**WORK TO BE COMPLETED:** Copy out, from the entries below, each line that holds the string "Errors".

========================================

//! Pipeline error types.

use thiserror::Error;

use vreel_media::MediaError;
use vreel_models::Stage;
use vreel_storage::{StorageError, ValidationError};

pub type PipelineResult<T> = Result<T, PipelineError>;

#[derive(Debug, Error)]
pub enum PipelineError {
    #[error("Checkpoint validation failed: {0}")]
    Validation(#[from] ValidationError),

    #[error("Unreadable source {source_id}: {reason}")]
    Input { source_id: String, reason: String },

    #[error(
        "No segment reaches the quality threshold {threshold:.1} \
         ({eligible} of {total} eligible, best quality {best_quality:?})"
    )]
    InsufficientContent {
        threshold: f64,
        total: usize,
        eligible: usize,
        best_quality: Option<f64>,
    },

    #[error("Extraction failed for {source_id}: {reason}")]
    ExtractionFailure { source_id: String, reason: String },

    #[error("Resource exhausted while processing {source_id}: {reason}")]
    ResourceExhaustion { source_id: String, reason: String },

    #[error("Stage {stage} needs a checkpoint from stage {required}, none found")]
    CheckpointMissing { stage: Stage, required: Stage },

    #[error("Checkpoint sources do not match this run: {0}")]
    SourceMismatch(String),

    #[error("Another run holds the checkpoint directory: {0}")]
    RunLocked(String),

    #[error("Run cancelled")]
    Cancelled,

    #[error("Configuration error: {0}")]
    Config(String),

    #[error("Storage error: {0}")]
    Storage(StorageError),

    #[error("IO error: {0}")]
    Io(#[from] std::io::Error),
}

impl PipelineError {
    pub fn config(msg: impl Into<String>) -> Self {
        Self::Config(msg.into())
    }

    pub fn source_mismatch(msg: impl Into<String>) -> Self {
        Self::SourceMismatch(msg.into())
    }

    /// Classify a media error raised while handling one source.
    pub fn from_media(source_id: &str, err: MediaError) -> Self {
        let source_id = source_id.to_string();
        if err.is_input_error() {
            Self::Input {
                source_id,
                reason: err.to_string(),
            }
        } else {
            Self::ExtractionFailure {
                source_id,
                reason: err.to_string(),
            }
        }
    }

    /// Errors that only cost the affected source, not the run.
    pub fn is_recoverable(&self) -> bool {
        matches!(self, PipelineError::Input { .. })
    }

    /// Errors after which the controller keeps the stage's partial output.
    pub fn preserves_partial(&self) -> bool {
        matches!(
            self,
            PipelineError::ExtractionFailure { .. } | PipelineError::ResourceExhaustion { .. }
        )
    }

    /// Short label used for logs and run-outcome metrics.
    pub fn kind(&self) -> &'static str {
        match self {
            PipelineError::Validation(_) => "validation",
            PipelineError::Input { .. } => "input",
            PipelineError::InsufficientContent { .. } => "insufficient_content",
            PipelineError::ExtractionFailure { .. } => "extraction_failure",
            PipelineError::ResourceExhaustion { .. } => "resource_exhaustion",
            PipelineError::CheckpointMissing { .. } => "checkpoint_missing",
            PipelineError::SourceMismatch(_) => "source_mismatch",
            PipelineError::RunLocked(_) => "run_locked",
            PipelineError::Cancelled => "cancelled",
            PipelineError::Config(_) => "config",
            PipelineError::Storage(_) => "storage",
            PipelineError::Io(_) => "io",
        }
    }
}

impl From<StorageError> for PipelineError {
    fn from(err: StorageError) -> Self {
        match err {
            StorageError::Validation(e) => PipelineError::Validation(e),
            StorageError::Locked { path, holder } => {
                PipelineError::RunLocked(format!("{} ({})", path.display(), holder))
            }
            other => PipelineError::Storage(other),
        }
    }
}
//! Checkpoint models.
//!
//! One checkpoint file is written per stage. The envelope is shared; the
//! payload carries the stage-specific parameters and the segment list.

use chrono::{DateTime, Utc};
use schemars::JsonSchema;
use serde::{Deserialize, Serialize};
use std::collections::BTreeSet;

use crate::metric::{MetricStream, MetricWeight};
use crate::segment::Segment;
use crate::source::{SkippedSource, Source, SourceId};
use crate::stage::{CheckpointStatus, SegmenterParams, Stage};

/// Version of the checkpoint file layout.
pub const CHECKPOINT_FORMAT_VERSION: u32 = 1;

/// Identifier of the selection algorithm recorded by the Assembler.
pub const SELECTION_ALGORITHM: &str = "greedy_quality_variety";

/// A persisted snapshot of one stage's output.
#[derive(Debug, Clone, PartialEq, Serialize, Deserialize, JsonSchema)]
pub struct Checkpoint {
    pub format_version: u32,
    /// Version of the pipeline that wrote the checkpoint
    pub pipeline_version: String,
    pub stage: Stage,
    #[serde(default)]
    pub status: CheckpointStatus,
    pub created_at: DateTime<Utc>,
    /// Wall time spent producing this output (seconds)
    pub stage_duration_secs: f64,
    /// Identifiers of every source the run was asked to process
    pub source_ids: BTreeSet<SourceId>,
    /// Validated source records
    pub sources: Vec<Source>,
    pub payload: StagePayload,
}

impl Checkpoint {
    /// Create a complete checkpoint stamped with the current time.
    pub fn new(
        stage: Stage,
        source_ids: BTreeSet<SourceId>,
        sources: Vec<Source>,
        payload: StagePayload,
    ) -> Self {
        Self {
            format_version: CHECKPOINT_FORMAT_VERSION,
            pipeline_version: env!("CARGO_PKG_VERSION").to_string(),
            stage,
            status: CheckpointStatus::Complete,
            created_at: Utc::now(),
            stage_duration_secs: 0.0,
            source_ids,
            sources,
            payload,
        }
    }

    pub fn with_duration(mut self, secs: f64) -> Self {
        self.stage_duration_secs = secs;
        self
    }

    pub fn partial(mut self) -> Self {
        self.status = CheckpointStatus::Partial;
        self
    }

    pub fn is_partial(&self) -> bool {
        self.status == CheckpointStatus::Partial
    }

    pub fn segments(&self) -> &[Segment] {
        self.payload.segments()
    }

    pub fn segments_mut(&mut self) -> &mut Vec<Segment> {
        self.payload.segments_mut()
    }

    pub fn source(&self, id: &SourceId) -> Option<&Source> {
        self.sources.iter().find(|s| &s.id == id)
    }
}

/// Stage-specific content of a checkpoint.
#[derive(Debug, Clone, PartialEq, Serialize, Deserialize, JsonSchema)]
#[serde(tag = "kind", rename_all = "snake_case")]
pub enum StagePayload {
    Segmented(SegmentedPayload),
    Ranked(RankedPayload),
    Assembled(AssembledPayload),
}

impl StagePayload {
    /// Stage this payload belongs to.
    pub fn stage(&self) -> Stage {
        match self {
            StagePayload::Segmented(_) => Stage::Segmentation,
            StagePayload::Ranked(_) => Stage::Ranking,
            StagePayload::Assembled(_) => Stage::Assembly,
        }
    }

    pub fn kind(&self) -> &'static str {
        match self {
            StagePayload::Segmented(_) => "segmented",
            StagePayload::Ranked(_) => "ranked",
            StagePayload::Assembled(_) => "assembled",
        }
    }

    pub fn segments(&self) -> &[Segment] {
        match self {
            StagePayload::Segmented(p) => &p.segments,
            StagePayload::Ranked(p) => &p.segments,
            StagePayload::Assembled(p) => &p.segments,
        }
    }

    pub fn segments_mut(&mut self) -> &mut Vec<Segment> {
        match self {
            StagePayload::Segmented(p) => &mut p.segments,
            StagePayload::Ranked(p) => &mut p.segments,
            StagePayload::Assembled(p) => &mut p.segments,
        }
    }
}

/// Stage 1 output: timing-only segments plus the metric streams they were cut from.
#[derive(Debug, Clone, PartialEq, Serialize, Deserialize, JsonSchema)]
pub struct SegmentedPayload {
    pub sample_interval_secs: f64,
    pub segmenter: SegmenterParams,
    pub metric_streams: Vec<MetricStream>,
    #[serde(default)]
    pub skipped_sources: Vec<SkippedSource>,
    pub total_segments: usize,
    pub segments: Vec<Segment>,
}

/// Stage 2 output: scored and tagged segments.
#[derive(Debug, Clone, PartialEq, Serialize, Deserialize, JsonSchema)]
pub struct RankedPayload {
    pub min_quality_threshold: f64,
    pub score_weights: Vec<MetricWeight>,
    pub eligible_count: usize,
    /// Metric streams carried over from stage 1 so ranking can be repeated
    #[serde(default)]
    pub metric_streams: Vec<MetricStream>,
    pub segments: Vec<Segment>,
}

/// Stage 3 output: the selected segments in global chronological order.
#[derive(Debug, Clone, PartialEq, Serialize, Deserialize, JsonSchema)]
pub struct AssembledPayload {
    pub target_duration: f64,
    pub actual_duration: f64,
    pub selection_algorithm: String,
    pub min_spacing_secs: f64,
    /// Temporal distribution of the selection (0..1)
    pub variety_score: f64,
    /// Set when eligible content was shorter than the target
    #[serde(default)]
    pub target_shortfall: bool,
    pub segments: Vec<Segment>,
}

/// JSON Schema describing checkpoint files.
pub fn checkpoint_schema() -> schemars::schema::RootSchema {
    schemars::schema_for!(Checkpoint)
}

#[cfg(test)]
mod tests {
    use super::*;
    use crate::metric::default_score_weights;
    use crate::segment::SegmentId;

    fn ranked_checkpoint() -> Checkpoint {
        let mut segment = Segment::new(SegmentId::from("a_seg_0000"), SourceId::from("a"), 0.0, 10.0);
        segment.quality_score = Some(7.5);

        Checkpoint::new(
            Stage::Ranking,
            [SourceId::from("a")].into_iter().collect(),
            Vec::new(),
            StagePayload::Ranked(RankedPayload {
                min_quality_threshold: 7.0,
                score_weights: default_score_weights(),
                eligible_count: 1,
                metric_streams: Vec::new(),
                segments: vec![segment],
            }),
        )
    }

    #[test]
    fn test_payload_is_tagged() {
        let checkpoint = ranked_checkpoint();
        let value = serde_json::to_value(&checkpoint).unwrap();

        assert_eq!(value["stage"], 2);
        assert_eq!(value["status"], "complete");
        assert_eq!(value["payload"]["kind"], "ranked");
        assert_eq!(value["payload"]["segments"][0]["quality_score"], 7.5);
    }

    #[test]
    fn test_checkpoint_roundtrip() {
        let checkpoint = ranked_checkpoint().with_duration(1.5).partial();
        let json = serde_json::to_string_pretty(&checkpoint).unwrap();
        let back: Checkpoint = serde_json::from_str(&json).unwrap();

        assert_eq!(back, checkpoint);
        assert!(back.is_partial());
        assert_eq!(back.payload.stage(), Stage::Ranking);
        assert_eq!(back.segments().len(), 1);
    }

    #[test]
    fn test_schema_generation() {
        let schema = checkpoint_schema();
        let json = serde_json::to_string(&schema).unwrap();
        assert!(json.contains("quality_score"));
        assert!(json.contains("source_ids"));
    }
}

========================================

**RESPONSE FOR THIS EXERCISE:**
    /// Errors that only cost the affected source, not the run.
    /// Errors after which the controller keeps the stage's partial output.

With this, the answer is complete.